Kasey K. Thompson, Pharm.D.


Am J Health Syst Pharm. 2003;60(10) 


An adequate supply of qualified nurses and pharmacists in hospitals is critical to safe and effective medication use. Current work-force shortages, combined with an increasing demand for the knowledge and skills that these professionals possess, have immediate and long-term implications on over-all patient safety and quality of health care.

Hospitals have serious shortages of qualified nurses and pharmacists. A survey of hospitals conducted in 2001 by the American Hospital Association found a vacancy rate of 13% for both professions.[1] Other studies have reported similar findings, including two conducted by the federal government.[2,3]

With these work-force shortages in mind, consider a few of the major problems in hospitals reported by the Institute of Medicine[4]: unsafe and overly complex medication-use systems, lack of teamwork and communication among health care providers, poorly aligned incentives for reimbursement, inadequate application of science and technology, the need to better match patient care services with practitioner skills, and major deficiencies in professional education. These problems, coupled with work-force shortages, hinder the goal of fail-safe medication use in hospitals. Furthermore, if hospitals continue to use ineffective and antiquated approaches to the deployment of nurses and pharmacists, these problems are likely to get worse.

Nurses and pharmacists have knowledge and skills that are specific to their profession yet complementary when applied to patient care. There is little disagreement about this. But, are these professional attributes consistently applied to optimize medication use? To what extent are work-force shortages exacerbated by having nurses and pharmacists perform tasks that could be assigned to qualified and adequately credentialed technical personnel? How can hospitals best empower nurses and pharmacists with technology to improve patient safety? What are the major cultural issues in the two professions that demand careful examination and reevaluation as we strive to achieve fundamental changes in medication-use safety?

These issues, and others, were the focus of a recent, unprecedented, executive session at ASHP headquarters among five nursing and pharmacy organizations with a strong desire to develop a shared vision for safe medication use in hospitals. This was the beginning of an ongoing national dialogue about a revolutionary change to realign nursing and pharmacy to ensure safe medication use in hospitals. A summary of the discussion appears in this issue of AJHP. Readers should consider using it as a catalyst for discussion between pharmacy and nursing about making improvements in medicationuse safety in their own hospitals.
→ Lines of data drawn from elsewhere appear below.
use rusqlite::{params, Connection, OptionalExtension};
use uuid::Uuid;

use super::{format_datetime, parse_datetime, parse_uuid};
use crate::db::DatabaseError;
use crate::models::{Consultation, ConsultationWithPatient};

const CONSULTATION_COLUMNS: &str = "c.id, c.patient_id, c.creatinine, c.egfr, c.systolic, \
     c.diastolic, c.weight, c.clinical_notes, c.consultation_date, c.created_at";

pub fn insert_consultation(conn: &Connection, c: &Consultation) -> Result<(), DatabaseError> {
    conn.execute(
        "INSERT INTO consultations (id, patient_id, creatinine, egfr, systolic, diastolic,
         weight, clinical_notes, consultation_date, created_at)
         VALUES (?1, ?2, ?3, ?4, ?5, ?6, ?7, ?8, ?9, ?10)",
        params![
            c.id.to_string(),
            c.patient_id.to_string(),
            c.creatinine,
            c.egfr,
            c.systolic,
            c.diastolic,
            c.weight,
            c.clinical_notes,
            format_datetime(&c.consultation_date),
            format_datetime(&c.created_at),
        ],
    )?;
    Ok(())
}

pub fn get_consultation(conn: &Connection, id: &Uuid) -> Result<Option<Consultation>, DatabaseError> {
    let sql = format!("SELECT {CONSULTATION_COLUMNS} FROM consultations c WHERE c.id = ?1");
    conn.query_row(&sql, params![id.to_string()], row_to_consultation)
        .optional()
        .map_err(DatabaseError::from)
}

/// All consultations of a patient, most recent first.
pub fn get_consultations_by_patient(
    conn: &Connection,
    patient_id: &Uuid,
) -> Result<Vec<Consultation>, DatabaseError> {
    let sql = format!(
        "SELECT {CONSULTATION_COLUMNS} FROM consultations c
         WHERE c.patient_id = ?1
         ORDER BY c.consultation_date DESC, c.created_at DESC, c.rowid DESC"
    );
    let mut stmt = conn.prepare(&sql)?;
    let rows = stmt.query_map(params![patient_id.to_string()], row_to_consultation)?;
    rows.collect::<Result<Vec<_>, _>>().map_err(DatabaseError::from)
}

/// Most recent consultation of a patient, if any.
pub fn get_latest_consultation(
    conn: &Connection,
    patient_id: &Uuid,
) -> Result<Option<Consultation>, DatabaseError> {
    let sql = format!(
        "SELECT {CONSULTATION_COLUMNS} FROM consultations c
         WHERE c.patient_id = ?1
         ORDER BY c.consultation_date DESC, c.created_at DESC, c.rowid DESC
         LIMIT 1"
    );
    conn.query_row(&sql, params![patient_id.to_string()], row_to_consultation)
        .optional()
        .map_err(DatabaseError::from)
}

/// Latest consultations across all patients, joined with the patient.
pub fn get_recent_consultations(
    conn: &Connection,
    limit: usize,
) -> Result<Vec<ConsultationWithPatient>, DatabaseError> {
    let sql = format!(
        "SELECT {CONSULTATION_COLUMNS}, p.full_name, p.patient_code
         FROM consultations c
         JOIN patients p ON p.id = c.patient_id
         ORDER BY c.consultation_date DESC, c.created_at DESC, c.rowid DESC
         LIMIT ?1"
    );
    let mut stmt = conn.prepare(&sql)?;
    let rows = stmt.query_map(params![limit as i64], |row| {
        Ok(ConsultationWithPatient {
            consultation: row_to_consultation(row)?,
            patient_name: row.get(10)?,
            patient_code: row.get(11)?,
        })
    })?;
    rows.collect::<Result<Vec<_>, _>>().map_err(DatabaseError::from)
}

pub(crate) fn row_to_consultation(row: &rusqlite::Row) -> Result<Consultation, rusqlite::Error> {
    let id: String = row.get(0)?;
    let patient_id: String = row.get(1)?;
    let date: String = row.get(8)?;
    let created: String = row.get(9)?;

    Ok(Consultation {
        id: parse_uuid(0, &id)?,
        patient_id: parse_uuid(1, &patient_id)?,
        creatinine: row.get(2)?,
        egfr: row.get(3)?,
        systolic: row.get(4)?,
        diastolic: row.get(5)?,
        weight: row.get(6)?,
        clinical_notes: row.get(7)?,
        consultation_date: parse_datetime(8, &date)?,
        created_at: parse_datetime(9, &created)?,
    })
}

#[cfg(test)]
mod tests {
    use chrono::{Duration, NaiveDateTime};

    use super::*;
    use crate::db::repository::insert_patient;
    use crate::db::sqlite::open_memory_database;
    use crate::models::enums::CkdStage;
    use crate::models::Patient;

    fn seed_patient(conn: &Connection, code: &str) -> Uuid {
        let now = chrono::Local::now().naive_local();
        let patient = Patient {
            id: Uuid::new_v4(),
            full_name: format!("Patient {code}"),
            age: 47,
            patient_code: code.into(),
            ckd_stage: CkdStage::Stage3a,
            medical_history: None,
            created_at: now,
            updated_at: now,
        };
        insert_patient(conn, &patient).unwrap();
        patient.id
    }

    fn at(s: &str) -> NaiveDateTime {
        NaiveDateTime::parse_from_str(s, "%Y-%m-%d %H:%M:%S").unwrap()
    }

    #[test]
    fn insert_and_retrieve_keeps_decimal_text() {
        let conn = open_memory_database().unwrap();
        let patient_id = seed_patient(&conn, "CKD-2026-201");

        let mut c = Consultation::new(patient_id);
        c.creatinine = Some("2.50".into());
        c.weight = Some("71.30".into());
        c.systolic = Some(142);
        c.diastolic = Some(88);
        insert_consultation(&conn, &c).unwrap();

        let loaded = get_consultation(&conn, &c.id).unwrap().unwrap();
        assert_eq!(loaded.creatinine.as_deref(), Some("2.50"));
        assert_eq!(loaded.weight.as_deref(), Some("71.30"));
        assert_eq!(loaded.systolic, Some(142));
        assert_eq!(loaded.egfr, None);
    }

    #[test]
    fn history_is_most_recent_first() {
        let conn = open_memory_database().unwrap();
        let patient_id = seed_patient(&conn, "CKD-2026-202");
        let base = at("2026-01-10 09:00:00");

        for days in [0, 14, 7] {
            let mut c = Consultation::new(patient_id);
            c.consultation_date = base + Duration::days(days);
            insert_consultation(&conn, &c).unwrap();
        }

        let history = get_consultations_by_patient(&conn, &patient_id).unwrap();
        let dates: Vec<_> = history.iter().map(|c| c.consultation_date).collect();
        assert_eq!(
            dates,
            vec![base + Duration::days(14), base + Duration::days(7), base]
        );

        let latest = get_latest_consultation(&conn, &patient_id).unwrap().unwrap();
        assert_eq!(latest.consultation_date, base + Duration::days(14));
    }

    #[test]
    fn consultation_requires_existing_patient() {
        let conn = open_memory_database().unwrap();
        let c = Consultation::new(Uuid::new_v4());
        assert!(insert_consultation(&conn, &c).is_err());
    }

    #[test]
    fn recent_consultations_join_patient_and_limit() {
        let conn = open_memory_database().unwrap();
        let a = seed_patient(&conn, "CKD-2026-203");
        let b = seed_patient(&conn, "CKD-2026-204");

        for (patient_id, date) in [
            (a, "2026-02-01 08:00:00"),
            (b, "2026-02-03 08:00:00"),
            (a, "2026-02-05 08:00:00"),
        ] {
            let mut c = Consultation::new(patient_id);
            c.consultation_date = at(date);
            insert_consultation(&conn, &c).unwrap();
        }

        let recent = get_recent_consultations(&conn, 2).unwrap();
        assert_eq!(recent.len(), 2);
        assert_eq!(recent[0].patient_code, "CKD-2026-203");
        assert_eq!(recent[1].patient_code, "CKD-2026-204");
    }
}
Nurses and pharmacists, the first and third largest groups of health professionals, respectively, are morally and professionally obligated to provide leadership toward the development of fail-safe medication-use systems in hospitals. To achieve fundamental changes in the delivery of health care, we must challenge the status quo, avoid protectionist behaviors, and talk openly and honestly about how we can change the system to best benefit patients. We simply can not be afraid to discuss and experiment with different approaches that might improve patient safety. Some ideas for consideration might include

  • Allowing technicians to administer medications,

  • Assigning responsibility for medication supply and distribution to expert supply-chain managers and logisticians, and

  • Making medication prescribing a function of an interdisciplinary team instead of an individual prescriber.

Nurses and pharmacists do not need to wait for the emergence of a grand, new, nationally standardized model for safe medication use. It might be some time before such a model materializes. Experiment with new models and approaches in your own hospital, and share those experiences widely. Our patients are counting on us to design a safer, more effective medication-use system. Together, nurses and pharmacists can lead this charge.